_WHAT YOU WILL DO:_ The data must be returned in full, with no character altered.

(Stored data)
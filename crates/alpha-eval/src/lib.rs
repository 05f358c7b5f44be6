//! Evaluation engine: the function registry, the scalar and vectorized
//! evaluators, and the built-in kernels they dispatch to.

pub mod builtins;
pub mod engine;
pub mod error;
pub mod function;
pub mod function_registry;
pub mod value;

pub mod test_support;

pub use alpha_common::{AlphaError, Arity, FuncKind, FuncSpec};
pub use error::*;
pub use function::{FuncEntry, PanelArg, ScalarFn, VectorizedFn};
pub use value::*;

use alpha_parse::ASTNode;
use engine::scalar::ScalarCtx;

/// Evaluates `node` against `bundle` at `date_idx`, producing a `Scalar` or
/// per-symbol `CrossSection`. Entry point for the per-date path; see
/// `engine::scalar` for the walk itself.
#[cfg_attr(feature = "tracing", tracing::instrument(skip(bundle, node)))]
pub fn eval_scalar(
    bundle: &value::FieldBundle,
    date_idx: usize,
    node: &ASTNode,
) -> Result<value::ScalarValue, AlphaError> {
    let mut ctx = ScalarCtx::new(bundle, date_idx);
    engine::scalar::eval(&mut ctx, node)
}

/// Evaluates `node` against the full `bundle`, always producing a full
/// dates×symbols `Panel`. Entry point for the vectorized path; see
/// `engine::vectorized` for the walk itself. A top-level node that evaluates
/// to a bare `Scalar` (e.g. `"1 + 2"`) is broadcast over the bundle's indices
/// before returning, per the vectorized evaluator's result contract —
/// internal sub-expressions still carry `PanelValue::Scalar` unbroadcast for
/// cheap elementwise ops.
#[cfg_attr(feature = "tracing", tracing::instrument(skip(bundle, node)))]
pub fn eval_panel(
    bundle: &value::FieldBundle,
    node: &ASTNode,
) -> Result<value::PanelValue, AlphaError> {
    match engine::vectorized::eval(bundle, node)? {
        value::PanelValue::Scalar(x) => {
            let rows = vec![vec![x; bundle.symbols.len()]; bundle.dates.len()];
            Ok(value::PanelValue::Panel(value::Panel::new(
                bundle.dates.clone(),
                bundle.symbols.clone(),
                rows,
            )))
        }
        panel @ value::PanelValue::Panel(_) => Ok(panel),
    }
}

_RESULT FOR THIS EXERCISE:_
filename crates/alpha-eval/src/lib.rs
repository 05f358c7b5f44be6
//! Evaluation engine: the function registry, the scalar and vectorized
//! evaluators, and the built-in kernels they dispatch to.

pub mod builtins;
pub mod engine;
pub mod error;
pub mod function;
pub mod function_registry;
pub mod value;

pub mod test_support;

pub use alpha_common::{AlphaError, Arity, FuncKind, FuncSpec};
pub use error::*;
pub use function::{FuncEntry, PanelArg, ScalarFn, VectorizedFn};
pub use value::*;

use alpha_parse::ASTNode;
use engine::scalar::ScalarCtx;

/// Evaluates `node` against `bundle` at `date_idx`, producing a `Scalar` or
/// per-symbol `CrossSection`. Entry point for the per-date path; see
/// `engine::scalar` for the walk itself.
#[cfg_attr(feature = "tracing", tracing::instrument(skip(bundle, node)))]
pub fn eval_scalar(
    bundle: &value::FieldBundle,
    date_idx: usize,
    node: &ASTNode,
) -> Result<value::ScalarValue, AlphaError> {
    let mut ctx = ScalarCtx::new(bundle, date_idx);
    engine::scalar::eval(&mut ctx, node)
}

/// Evaluates `node` against the full `bundle`, always producing a full
/// dates×symbols `Panel`. Entry point for the vectorized path; see
/// `engine::vectorized` for the walk itself. A top-level node that evaluates
/// to a bare `Scalar` (e.g. `"1 + 2"`) is broadcast over the bundle's indices
/// before returning, per the vectorized evaluator's result contract —
/// internal sub-expressions still carry `PanelValue::Scalar` unbroadcast for
/// cheap elementwise ops.
#[cfg_attr(feature = "tracing", tracing::instrument(skip(bundle, node)))]
pub fn eval_panel(
    bundle: &value::FieldBundle,
    node: &ASTNode,
) -> Result<value::PanelValue, AlphaError> {
    match engine::vectorized::eval(bundle, node)? {
        value::PanelValue::Scalar(x) => {
            let rows = vec![vec![x; bundle.symbols.len()]; bundle.dates.len()];
            Ok(value::PanelValue::Panel(value::Panel::new(
                bundle.dates.clone(),
                bundle.symbols.clone(),
                rows,
            )))
        }
        panel @ value::PanelValue::Panel(_) => Ok(panel),
    }
}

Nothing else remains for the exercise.